The thief is out on reduced bail after the judge cited special circumstances, 'Apparently the original owner of the phone tried to explain that he keeps most of his data in the cloud which, understandably, further incensed the assailant. I think law enforcement has their job cut out in trying to determine who the real victim is here.'

Experts say they expect the trial, set to start in 3 months, to focus around whether crimes like this would even happen if Steve Jobs were still alive."

Thanks for the morning laugh!!! Awesome!
 
It's simply common sense. What if they bought equipment that doesn't work as well as predicted in the real world? Not everything can be fixed with software updates and gas pumps are especially expensive pieces of equipment (that's why they have until 2017 to get chip support vs this October for everyone else). At least they'd only need to replace readers at two stations instead of several thousand of them.
Either way I see the credit card going extinct. Cash will never die, for even in its antiquity is still more secure than a magnetic strip.
 
Either way I see the credit card going extinct. Cash will never die, for even in its antiquity is still more secure than a magnetic strip.

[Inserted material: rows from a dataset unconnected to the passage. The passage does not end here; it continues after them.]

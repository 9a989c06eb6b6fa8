//! Pointer stream normaliser.
//!
//! [`GestureTracker`] turns raw down/move/up events into `on_start`,
//! `on_move` and `on_end` calls carrying a [`GestureSample`]. Every started
//! gesture ends exactly once, whether by release, cancel or a second contact.

use crate::gesture_constants::AXIS_LOCK_THRESHOLD;
use crate::input::{PointerEvent, PointerEventKind};

/// Snapshot of a gesture at one pointer event.
#[derive(Clone, Copy, Debug, PartialEq, Default)]
pub struct GestureSample {
    pub x: f32,
    pub y: f32,
    pub start_x: f32,
    pub start_y: f32,
    pub shift_x: f32,
    pub shift_y: f32,
    pub shift_x_abs: f32,
    pub shift_y_abs: f32,
    /// Locked to horizontal movement.
    pub is_x: bool,
    /// Locked to vertical movement.
    pub is_y: bool,
    /// An axis has been locked, so this is a drag rather than a press.
    pub is_slide: bool,
    pub start_time: u64,
    pub duration: u64,
    pub touches: u32,
}

impl GestureSample {
    pub fn is_multi_touch(&self) -> bool {
        self.touches > 1
    }
}

/// Receiver of normalised gesture callbacks.
///
/// Handlers may call `prevent_default` / `stop_propagation` on the event;
/// the tracker itself never does.
pub trait GestureHandler {
    fn on_start(&self, _sample: &GestureSample, _event: &PointerEvent) {}

    fn on_move(&self, _sample: &GestureSample, _event: &PointerEvent) {}

    fn on_end(&self, _sample: &GestureSample, _event: &PointerEvent) {}

    fn on_enter(&self, _event: &PointerEvent) {}

    fn on_leave(&self, _event: &PointerEvent) {}
}

#[derive(Debug)]
struct ActiveGesture {
    sample: GestureSample,
}

#[derive(Debug, Default)]
pub struct GestureTracker {
    gesture: Option<ActiveGesture>,
    // Set after a gesture was ended by an extra contact; cleared when the
    // surface is empty again.
    waiting_for_release: bool,
    last_was_slide: bool,
}

impl GestureTracker {
    pub fn new() -> Self {
        Self::default()
    }

    pub fn is_tracking(&self) -> bool {
        self.gesture.is_some()
    }

    /// The click that follows a slide must not be treated as a tap.
    pub fn should_suppress_click(&self) -> bool {
        self.last_was_slide
    }

    pub fn handle(&mut self, event: &PointerEvent, handler: &dyn GestureHandler) {
        match event.kind {
            PointerEventKind::Down => self.on_down(event, handler),
            PointerEventKind::Move => self.on_move(event, handler),
            PointerEventKind::Up => self.on_up(event, event.touches, handler),
            PointerEventKind::Cancel => self.on_up(event, 0, handler),
            PointerEventKind::Enter => handler.on_enter(event),
            PointerEventKind::Leave => handler.on_leave(event),
        }
    }

    fn on_down(&mut self, event: &PointerEvent, handler: &dyn GestureHandler) {
        if self.gesture.is_some() {
            // A second finger landed: the single-touch gesture is over.
            self.finish(event, event.touches.max(2), handler);
            self.waiting_for_release = true;
            return;
        }
        if self.waiting_for_release {
            return;
        }
        let sample = GestureSample {
            x: event.position.x,
            y: event.position.y,
            start_x: event.position.x,
            start_y: event.position.y,
            start_time: event.timestamp_ms,
            touches: event.touches,
            ..GestureSample::default()
        };
        self.last_was_slide = false;
        self.gesture = Some(ActiveGesture { sample });
        handler.on_start(&sample, event);
    }

    fn on_move(&mut self, event: &PointerEvent, handler: &dyn GestureHandler) {
        let Some(gesture) = self.gesture.as_mut() else {
            return;
        };
        update_sample(&mut gesture.sample, event, event.touches);
        if event.touches > 1 {
            self.finish(event, event.touches, handler);
            self.waiting_for_release = true;
            return;
        }

        let sample = &mut gesture.sample;
        if !sample.is_x && !sample.is_y {
            sample.is_x =
                sample.shift_x_abs >= AXIS_LOCK_THRESHOLD && sample.shift_x_abs > sample.shift_y_abs;
            sample.is_y =
                sample.shift_y_abs >= AXIS_LOCK_THRESHOLD && sample.shift_y_abs > sample.shift_x_abs;
            sample.is_slide = sample.is_x || sample.is_y;
        }
        if sample.is_slide {
            let sample = *sample;
            handler.on_move(&sample, event);
        }
    }

    fn on_up(&mut self, event: &PointerEvent, remaining: u32, handler: &dyn GestureHandler) {
        if self.gesture.is_some() {
            self.finish(event, remaining, handler);
        }
        self.waiting_for_release = remaining > 0;
    }

    fn finish(&mut self, event: &PointerEvent, touches: u32, handler: &dyn GestureHandler) {
        let Some(mut gesture) = self.gesture.take() else {
            return;
        };
        // A landing second contact says nothing about the first one's position.
        if event.kind == PointerEventKind::Up {
            update_sample(&mut gesture.sample, event, touches);
        } else {
            gesture.sample.duration = event
                .timestamp_ms
                .saturating_sub(gesture.sample.start_time);
            gesture.sample.touches = touches;
        }
        self.last_was_slide = gesture.sample.is_slide;
        handler.on_end(&gesture.sample, event);
    }
}

fn update_sample(sample: &mut GestureSample, event: &PointerEvent, touches: u32) {
    sample.x = event.position.x;
    sample.y = event.position.y;
    sample.shift_x = sample.x - sample.start_x;
    sample.shift_y = sample.y - sample.start_y;
    sample.shift_x_abs = sample.shift_x.abs();
    sample.shift_y_abs = sample.shift_y.abs();
    sample.duration = event.timestamp_ms.saturating_sub(sample.start_time);
    sample.touches = touches;
}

See, I wouldn't be surprised if Apple Pay and similar technologies never break 10-20% of transactions in the US for a long, long time. A lot of people are very resistant to change.
 
See, I wouldn't be surprised if Apple Pay and similar technologies never break 10-20% of transactions in the US for a long, long time. A lot of people are very resistant to change.
Agreed, I see 10-15 years before it even goes over 15%.
 
See, I wouldn't be surprised if Apple Pay and similar technologies never break 10-20% of transactions in the US for a long, long time. A lot of people are very resistant to change.

I think it will depend on if we start to get tap-to-pay credit cards in the U.S. That should push it along.
 
I think it will depend on if we start to get tap-to-pay credit cards in the U.S. That should push it along.

Banks had to include text in the mailings for the new chip-enabled cards that basically say that the cards can't be tapped. If it was a simple matter of "no demand" they wouldn't have bothered to include such text since no one would have cared. People are still going to (wrongly) think that someone can read their cards from across the street and clone them.

If we ever do get such cards it'll be long in the future after smartphone based payments broke the 20% barrier.